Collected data

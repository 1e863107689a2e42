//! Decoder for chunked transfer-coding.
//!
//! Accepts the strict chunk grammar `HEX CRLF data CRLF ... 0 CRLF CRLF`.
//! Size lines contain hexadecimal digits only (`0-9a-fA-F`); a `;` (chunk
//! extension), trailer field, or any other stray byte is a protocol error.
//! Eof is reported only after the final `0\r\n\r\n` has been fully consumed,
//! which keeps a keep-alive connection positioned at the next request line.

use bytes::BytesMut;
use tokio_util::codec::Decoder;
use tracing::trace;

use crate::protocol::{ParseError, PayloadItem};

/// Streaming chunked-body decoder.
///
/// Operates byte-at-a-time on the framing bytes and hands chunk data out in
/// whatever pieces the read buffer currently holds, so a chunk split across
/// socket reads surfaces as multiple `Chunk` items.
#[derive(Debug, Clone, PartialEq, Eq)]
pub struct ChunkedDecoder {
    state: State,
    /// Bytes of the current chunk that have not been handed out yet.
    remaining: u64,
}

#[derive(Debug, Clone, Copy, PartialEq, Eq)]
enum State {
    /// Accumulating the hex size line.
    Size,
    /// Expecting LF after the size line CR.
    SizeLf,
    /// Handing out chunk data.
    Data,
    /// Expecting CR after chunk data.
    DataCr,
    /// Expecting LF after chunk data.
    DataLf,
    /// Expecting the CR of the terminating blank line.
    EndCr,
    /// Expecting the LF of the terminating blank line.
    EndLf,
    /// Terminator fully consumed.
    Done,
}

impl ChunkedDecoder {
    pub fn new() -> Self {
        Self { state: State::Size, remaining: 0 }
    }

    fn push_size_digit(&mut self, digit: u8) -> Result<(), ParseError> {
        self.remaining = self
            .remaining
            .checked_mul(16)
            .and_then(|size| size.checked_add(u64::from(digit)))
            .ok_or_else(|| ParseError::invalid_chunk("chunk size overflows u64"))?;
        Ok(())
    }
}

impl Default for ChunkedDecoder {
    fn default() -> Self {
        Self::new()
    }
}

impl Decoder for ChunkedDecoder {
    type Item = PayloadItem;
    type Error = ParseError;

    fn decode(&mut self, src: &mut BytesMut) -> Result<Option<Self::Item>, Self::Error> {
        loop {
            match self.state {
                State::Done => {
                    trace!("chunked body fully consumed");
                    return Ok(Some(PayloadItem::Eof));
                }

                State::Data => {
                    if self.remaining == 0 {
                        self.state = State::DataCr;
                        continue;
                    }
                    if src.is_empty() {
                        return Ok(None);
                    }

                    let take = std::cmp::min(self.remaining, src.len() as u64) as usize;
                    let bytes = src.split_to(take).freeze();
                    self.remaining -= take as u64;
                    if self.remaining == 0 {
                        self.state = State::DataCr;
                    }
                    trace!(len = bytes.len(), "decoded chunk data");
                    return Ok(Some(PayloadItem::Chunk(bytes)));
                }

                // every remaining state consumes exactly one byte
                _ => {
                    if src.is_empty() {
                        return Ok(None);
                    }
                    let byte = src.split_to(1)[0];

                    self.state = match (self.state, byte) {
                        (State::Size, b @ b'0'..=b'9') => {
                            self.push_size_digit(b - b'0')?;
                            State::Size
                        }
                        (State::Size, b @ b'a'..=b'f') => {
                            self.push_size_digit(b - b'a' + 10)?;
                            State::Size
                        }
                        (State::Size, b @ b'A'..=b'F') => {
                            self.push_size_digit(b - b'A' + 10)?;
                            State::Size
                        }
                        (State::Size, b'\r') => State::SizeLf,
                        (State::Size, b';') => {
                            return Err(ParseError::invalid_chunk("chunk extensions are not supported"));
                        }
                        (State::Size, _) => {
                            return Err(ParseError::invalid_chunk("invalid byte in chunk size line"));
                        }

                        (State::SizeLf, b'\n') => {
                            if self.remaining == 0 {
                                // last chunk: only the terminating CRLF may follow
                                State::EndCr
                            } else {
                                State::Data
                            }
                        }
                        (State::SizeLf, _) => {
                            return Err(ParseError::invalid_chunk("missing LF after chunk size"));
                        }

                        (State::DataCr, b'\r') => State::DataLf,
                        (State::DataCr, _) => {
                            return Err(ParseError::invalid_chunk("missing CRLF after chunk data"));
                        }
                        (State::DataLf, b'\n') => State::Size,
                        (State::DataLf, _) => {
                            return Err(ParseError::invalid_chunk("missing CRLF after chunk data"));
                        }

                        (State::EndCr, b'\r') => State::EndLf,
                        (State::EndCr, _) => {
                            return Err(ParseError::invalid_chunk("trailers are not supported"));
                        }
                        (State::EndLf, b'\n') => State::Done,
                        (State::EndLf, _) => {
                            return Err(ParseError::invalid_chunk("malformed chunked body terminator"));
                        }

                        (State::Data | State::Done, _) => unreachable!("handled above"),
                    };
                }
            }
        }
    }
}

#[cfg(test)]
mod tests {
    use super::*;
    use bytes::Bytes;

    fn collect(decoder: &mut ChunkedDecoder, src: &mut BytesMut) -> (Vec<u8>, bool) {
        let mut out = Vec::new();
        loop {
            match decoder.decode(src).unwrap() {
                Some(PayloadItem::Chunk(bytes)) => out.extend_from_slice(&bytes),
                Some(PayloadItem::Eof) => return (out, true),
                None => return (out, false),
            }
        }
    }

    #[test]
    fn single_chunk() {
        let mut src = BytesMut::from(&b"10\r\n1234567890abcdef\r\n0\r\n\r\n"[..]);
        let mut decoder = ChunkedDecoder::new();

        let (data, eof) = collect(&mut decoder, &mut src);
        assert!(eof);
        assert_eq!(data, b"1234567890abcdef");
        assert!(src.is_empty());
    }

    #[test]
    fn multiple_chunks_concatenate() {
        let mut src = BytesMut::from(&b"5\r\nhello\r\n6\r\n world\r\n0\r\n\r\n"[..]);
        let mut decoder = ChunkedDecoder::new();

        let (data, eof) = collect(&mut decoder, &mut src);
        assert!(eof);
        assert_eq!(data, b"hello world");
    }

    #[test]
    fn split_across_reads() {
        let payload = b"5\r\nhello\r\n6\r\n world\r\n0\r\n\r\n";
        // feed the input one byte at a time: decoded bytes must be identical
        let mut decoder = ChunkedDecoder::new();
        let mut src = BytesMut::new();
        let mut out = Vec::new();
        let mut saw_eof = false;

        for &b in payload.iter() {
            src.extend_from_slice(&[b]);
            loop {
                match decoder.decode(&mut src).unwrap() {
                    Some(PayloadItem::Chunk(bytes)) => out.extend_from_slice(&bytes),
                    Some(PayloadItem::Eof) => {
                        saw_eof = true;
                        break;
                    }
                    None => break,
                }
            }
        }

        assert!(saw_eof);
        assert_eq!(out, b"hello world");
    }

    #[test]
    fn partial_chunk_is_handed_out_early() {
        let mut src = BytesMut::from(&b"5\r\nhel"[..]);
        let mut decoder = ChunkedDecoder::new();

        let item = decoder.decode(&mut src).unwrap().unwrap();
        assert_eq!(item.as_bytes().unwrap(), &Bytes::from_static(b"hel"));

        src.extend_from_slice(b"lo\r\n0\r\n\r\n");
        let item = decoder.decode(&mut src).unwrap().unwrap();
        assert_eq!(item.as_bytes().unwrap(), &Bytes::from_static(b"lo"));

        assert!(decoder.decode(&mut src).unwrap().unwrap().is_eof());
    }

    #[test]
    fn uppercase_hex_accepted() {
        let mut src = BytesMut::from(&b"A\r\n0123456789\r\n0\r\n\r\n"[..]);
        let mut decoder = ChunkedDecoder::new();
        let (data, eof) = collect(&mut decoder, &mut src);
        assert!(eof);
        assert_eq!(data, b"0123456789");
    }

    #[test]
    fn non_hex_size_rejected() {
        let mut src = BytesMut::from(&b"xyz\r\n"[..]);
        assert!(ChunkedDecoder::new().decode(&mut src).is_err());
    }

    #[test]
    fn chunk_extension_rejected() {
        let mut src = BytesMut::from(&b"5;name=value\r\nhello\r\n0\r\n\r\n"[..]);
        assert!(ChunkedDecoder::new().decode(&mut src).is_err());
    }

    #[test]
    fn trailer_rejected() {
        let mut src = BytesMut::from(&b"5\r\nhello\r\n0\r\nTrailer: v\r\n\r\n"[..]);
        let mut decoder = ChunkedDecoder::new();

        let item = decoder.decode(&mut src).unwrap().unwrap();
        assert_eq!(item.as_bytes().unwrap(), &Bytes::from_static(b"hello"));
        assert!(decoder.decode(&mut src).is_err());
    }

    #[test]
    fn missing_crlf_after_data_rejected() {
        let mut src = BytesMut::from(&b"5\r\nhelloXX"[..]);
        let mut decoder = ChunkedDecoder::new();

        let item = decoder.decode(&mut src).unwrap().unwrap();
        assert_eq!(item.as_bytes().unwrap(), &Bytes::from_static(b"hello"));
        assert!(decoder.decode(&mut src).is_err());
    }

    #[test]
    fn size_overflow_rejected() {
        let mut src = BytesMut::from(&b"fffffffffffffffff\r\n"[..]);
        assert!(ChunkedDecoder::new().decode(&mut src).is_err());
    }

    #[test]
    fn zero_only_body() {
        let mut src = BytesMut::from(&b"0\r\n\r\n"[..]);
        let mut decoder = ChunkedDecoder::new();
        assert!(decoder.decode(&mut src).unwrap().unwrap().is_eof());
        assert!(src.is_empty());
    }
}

- [Required work]: Pull out each line of the records holding the string "DataLf".

- [Output of the exercise]:
    DataLf,
                        (State::DataCr, b'\r') => State::DataLf,
                        (State::DataLf, b'\n') => State::Size,
                        (State::DataLf, _) => {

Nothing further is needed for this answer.